- TASK DIRECTIONS
Within the listing, each line that has the string "join" should be copied.

- RECORDED INFORMATION
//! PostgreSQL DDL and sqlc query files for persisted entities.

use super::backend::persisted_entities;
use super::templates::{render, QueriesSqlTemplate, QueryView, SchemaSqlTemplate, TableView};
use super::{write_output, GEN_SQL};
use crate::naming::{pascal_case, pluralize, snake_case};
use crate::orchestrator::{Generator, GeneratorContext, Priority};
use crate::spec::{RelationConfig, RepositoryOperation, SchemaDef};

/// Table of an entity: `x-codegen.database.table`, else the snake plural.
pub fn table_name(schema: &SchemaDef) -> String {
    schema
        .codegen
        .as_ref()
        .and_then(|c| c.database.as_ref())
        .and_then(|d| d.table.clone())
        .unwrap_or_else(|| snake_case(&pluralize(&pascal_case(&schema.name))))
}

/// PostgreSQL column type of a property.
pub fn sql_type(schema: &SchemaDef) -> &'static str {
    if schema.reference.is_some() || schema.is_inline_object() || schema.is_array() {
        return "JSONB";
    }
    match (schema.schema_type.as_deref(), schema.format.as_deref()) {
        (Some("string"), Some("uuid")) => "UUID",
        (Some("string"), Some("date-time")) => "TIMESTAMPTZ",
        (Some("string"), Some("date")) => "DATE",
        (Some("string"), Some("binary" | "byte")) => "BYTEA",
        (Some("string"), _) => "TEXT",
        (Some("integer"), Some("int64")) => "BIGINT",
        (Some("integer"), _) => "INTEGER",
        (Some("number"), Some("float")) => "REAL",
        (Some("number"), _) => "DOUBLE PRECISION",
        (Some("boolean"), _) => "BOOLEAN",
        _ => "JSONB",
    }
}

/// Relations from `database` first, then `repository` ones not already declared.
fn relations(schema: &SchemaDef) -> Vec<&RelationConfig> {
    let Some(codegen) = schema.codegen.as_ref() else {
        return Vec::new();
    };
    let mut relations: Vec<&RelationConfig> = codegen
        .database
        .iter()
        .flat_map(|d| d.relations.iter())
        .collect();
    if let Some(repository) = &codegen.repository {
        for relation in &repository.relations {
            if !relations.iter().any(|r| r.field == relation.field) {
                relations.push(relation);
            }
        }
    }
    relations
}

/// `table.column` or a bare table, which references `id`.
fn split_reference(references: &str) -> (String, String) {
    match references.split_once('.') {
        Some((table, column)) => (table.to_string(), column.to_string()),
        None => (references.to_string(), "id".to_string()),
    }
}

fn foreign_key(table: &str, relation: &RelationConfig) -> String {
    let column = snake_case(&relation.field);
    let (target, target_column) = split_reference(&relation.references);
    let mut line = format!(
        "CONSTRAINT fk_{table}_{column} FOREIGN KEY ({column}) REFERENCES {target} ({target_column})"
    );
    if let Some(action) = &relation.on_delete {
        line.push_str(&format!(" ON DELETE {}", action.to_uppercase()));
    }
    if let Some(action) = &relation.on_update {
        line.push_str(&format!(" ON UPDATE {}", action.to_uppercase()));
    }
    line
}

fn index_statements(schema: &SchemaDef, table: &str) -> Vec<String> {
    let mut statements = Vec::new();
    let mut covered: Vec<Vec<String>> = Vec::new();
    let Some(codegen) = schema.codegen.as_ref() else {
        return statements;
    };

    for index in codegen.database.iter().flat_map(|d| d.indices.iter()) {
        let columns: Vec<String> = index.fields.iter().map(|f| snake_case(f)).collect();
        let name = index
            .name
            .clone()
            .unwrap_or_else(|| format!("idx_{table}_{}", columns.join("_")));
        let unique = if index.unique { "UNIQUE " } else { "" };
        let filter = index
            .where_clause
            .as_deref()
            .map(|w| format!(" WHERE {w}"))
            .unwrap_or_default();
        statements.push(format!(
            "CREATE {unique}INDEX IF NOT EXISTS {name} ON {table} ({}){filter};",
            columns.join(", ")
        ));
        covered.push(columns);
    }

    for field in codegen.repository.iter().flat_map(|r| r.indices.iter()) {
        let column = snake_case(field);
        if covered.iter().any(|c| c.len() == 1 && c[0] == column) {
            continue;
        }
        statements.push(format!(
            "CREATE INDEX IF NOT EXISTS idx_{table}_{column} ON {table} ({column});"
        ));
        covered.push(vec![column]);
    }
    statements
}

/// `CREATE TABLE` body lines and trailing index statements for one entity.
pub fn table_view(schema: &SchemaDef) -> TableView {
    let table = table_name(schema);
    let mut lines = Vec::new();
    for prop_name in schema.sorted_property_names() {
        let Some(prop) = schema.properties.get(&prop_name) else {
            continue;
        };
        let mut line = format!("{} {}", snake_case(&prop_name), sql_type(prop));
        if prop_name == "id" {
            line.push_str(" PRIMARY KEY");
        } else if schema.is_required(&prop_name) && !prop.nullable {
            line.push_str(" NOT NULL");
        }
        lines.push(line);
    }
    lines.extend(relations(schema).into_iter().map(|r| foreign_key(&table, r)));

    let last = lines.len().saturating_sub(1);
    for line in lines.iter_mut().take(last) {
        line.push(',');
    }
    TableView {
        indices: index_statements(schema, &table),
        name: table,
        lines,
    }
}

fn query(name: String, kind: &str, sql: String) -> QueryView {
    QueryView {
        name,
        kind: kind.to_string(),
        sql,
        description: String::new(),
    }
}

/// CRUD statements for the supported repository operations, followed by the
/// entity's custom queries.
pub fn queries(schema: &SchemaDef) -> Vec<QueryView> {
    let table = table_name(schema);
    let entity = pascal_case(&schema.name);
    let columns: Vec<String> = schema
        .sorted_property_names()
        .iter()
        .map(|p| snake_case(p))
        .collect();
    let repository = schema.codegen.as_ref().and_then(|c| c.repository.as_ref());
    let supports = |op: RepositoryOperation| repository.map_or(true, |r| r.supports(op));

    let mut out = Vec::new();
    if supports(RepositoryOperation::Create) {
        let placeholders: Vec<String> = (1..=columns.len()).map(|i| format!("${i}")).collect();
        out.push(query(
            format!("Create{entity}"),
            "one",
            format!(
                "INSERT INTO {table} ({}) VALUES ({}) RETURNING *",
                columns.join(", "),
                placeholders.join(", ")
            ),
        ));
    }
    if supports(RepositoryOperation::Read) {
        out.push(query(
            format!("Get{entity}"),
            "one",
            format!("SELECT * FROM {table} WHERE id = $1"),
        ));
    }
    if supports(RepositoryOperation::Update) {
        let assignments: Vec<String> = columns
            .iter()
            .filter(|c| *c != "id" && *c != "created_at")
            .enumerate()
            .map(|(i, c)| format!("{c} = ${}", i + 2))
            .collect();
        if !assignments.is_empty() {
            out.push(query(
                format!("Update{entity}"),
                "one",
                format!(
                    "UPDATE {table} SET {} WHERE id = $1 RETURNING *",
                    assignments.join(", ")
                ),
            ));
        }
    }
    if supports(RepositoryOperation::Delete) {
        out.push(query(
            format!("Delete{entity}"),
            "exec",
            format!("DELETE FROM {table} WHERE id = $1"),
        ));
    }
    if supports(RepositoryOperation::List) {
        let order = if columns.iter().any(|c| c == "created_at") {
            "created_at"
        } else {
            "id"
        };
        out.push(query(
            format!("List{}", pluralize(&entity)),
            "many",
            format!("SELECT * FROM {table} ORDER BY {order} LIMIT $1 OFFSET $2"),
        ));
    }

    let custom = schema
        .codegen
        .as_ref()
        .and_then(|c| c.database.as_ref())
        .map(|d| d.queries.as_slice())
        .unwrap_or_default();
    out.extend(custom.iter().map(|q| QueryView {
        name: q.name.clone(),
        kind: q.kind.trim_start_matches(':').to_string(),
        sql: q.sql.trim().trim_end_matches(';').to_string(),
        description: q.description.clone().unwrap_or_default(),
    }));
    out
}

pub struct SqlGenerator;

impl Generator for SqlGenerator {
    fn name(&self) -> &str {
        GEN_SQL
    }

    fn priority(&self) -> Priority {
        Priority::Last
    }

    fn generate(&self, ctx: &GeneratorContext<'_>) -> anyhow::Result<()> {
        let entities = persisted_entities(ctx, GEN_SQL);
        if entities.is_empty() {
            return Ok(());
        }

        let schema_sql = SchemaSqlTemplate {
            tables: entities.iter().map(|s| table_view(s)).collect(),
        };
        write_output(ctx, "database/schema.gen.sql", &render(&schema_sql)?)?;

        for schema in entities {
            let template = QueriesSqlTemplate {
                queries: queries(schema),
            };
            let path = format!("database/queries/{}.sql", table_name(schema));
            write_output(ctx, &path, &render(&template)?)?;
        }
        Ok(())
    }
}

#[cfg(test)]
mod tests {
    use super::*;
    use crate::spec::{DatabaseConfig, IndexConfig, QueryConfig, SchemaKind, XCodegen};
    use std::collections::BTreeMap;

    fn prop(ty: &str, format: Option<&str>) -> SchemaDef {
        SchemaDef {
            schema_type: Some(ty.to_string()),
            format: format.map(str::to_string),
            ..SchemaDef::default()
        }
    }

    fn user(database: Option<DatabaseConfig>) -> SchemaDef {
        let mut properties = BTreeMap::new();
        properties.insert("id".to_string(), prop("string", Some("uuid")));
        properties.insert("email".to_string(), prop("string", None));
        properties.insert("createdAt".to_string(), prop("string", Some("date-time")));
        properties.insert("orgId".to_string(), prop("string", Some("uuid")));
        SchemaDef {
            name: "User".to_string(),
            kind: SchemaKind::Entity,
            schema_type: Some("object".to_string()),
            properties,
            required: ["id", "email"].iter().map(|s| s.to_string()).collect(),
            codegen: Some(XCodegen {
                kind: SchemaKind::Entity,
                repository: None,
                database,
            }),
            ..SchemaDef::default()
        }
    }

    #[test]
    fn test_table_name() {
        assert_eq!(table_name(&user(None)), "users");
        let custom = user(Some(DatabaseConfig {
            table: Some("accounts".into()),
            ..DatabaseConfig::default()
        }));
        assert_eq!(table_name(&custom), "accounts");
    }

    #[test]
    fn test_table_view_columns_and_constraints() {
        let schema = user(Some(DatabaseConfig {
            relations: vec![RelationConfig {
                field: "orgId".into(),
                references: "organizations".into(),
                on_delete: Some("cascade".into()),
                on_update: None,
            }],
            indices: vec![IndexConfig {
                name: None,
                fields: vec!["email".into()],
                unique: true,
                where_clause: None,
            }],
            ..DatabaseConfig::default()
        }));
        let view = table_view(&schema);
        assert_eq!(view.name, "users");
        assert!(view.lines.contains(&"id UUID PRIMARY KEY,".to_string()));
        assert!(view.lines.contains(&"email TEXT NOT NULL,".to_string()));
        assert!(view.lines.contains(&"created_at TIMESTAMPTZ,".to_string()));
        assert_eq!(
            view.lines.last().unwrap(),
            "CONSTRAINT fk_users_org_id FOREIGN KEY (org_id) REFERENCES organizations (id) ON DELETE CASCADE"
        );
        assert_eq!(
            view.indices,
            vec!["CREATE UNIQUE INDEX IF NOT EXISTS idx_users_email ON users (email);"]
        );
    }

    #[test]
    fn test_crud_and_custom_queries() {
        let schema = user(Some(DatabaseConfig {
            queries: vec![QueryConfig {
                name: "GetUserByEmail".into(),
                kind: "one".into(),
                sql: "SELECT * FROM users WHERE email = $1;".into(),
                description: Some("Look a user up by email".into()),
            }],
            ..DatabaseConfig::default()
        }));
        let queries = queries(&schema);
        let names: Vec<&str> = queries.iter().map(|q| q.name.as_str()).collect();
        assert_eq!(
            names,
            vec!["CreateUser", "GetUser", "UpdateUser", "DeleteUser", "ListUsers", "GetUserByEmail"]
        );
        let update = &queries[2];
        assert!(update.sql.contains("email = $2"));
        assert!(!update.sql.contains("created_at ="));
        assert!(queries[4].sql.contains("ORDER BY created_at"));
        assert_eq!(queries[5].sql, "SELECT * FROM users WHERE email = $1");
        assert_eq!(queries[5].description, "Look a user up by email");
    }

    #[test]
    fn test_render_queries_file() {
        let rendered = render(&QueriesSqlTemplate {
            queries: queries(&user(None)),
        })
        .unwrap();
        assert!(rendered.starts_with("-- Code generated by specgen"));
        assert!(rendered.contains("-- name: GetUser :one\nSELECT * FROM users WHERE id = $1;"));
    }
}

- ANSWER BOX
            .unwrap_or_else(|| format!("idx_{table}_{}", columns.join("_")));
            columns.join(", ")
                columns.join(", "),
                placeholders.join(", ")
                    assignments.join(", ")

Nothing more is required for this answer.